(Stored items)
——————

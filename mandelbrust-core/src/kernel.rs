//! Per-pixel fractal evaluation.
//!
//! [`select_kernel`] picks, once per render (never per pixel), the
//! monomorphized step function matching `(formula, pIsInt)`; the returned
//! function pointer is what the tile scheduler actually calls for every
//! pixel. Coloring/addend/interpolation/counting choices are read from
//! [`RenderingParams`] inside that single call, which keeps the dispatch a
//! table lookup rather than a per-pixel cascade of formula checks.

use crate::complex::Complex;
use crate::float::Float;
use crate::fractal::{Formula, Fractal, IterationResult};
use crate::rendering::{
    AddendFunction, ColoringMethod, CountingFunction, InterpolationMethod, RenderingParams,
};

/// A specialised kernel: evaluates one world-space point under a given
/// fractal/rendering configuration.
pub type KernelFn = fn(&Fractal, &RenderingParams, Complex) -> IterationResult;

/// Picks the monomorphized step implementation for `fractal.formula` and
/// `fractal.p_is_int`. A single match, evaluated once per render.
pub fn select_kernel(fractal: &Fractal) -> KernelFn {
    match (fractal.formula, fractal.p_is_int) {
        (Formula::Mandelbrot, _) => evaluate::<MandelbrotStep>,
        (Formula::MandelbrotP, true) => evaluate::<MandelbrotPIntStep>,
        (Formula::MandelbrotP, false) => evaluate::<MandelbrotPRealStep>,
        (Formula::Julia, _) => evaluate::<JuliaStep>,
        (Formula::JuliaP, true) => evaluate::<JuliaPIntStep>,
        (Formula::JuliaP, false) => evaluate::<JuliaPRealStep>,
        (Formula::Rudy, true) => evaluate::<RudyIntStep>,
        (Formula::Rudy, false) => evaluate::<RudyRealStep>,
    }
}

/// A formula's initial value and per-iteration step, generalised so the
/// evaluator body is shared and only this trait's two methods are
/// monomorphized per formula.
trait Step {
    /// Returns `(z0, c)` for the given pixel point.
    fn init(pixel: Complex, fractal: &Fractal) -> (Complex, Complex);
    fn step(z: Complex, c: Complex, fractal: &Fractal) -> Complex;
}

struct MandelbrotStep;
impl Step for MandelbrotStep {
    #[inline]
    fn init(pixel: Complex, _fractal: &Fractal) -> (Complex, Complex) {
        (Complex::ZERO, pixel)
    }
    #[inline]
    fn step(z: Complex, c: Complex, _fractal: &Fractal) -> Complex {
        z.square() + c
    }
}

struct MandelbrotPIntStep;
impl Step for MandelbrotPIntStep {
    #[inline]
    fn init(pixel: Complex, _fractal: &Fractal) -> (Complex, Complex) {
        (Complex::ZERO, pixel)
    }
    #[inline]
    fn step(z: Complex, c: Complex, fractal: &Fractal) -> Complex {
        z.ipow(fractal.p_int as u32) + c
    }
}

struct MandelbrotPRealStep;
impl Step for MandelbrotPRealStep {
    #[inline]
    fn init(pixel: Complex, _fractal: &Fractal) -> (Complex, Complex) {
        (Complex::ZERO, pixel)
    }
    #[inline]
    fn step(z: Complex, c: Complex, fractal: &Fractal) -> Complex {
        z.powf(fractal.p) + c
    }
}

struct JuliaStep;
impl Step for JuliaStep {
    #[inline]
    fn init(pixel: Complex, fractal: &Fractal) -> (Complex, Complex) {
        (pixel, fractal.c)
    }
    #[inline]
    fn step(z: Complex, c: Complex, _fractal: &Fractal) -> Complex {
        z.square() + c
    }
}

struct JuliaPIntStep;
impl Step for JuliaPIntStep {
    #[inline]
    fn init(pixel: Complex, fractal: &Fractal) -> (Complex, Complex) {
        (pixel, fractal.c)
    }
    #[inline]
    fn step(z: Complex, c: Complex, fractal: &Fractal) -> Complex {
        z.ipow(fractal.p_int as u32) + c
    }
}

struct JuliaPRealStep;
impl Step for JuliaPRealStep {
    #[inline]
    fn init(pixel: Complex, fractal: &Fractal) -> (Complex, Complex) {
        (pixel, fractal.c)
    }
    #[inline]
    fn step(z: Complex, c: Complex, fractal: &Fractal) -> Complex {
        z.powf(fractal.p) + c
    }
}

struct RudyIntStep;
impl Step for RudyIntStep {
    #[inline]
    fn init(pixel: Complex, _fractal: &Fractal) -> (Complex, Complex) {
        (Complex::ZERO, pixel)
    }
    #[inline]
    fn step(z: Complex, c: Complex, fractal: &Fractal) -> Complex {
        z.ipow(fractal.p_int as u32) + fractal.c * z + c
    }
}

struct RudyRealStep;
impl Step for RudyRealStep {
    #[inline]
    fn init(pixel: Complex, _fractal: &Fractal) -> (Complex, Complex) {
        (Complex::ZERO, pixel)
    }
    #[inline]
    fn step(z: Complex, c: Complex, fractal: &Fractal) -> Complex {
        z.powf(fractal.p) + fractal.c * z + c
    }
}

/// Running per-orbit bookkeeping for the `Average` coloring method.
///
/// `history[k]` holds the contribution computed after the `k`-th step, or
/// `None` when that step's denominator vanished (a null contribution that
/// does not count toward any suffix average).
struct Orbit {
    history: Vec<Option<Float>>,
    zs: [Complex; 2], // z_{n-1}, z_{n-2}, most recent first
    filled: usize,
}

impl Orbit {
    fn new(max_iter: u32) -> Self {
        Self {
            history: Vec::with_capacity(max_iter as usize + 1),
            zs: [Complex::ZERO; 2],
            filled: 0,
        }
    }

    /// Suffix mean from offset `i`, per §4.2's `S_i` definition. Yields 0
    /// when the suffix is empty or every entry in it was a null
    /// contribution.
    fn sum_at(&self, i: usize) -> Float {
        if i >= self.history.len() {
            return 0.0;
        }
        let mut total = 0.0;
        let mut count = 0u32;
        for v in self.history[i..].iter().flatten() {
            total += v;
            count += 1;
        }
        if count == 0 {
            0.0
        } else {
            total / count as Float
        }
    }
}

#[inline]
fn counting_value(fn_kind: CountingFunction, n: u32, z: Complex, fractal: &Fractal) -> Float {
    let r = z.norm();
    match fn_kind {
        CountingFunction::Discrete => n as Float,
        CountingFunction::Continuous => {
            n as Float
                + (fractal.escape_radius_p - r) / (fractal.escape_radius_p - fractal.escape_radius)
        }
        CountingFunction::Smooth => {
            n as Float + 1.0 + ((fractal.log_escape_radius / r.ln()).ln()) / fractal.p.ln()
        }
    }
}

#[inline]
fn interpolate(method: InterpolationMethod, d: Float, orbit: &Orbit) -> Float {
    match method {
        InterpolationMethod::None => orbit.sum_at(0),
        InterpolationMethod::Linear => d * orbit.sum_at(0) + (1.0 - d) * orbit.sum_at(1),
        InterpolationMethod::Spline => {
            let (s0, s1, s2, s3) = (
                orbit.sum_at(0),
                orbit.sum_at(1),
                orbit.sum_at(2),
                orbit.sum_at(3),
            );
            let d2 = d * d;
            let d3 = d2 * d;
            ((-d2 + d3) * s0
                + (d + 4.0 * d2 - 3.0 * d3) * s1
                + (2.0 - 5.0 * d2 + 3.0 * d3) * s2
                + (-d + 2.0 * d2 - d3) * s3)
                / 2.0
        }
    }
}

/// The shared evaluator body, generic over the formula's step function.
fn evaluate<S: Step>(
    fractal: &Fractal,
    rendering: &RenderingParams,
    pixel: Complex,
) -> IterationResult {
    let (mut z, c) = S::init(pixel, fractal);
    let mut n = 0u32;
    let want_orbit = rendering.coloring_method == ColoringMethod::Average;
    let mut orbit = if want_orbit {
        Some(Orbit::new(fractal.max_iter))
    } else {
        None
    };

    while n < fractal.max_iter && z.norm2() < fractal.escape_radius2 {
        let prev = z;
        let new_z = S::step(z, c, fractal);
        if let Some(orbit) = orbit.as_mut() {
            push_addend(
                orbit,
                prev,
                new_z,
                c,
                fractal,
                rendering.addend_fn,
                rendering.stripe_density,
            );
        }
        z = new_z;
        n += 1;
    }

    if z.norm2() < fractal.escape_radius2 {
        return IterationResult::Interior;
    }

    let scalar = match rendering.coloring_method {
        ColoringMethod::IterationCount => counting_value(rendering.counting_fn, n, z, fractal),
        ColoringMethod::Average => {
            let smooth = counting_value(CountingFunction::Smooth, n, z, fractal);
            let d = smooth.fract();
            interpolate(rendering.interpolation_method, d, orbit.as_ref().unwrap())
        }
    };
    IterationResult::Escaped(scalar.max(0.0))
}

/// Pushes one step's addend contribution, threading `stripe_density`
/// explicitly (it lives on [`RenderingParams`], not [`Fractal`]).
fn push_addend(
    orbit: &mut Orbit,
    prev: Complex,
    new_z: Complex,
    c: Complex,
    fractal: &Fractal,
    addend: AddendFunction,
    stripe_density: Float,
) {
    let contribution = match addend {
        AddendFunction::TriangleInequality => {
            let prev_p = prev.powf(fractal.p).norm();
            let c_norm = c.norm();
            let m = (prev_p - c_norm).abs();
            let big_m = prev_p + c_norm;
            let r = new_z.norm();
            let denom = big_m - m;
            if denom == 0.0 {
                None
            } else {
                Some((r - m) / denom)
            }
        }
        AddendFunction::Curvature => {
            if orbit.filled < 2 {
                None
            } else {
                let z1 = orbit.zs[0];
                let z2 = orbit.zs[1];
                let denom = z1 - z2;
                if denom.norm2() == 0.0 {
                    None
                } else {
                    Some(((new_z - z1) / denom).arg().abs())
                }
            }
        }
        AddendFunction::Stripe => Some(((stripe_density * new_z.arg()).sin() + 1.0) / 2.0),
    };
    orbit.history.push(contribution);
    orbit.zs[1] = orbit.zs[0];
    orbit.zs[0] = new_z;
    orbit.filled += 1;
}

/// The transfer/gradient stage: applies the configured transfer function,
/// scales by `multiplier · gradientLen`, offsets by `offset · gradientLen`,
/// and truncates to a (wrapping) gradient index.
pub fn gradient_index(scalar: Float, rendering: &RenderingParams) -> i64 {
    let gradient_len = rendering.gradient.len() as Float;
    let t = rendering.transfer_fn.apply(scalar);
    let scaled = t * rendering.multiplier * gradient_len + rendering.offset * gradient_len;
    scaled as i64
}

——————

Within the data above, how many lines include the string "usize"? Only the number is required.

RESULT: 3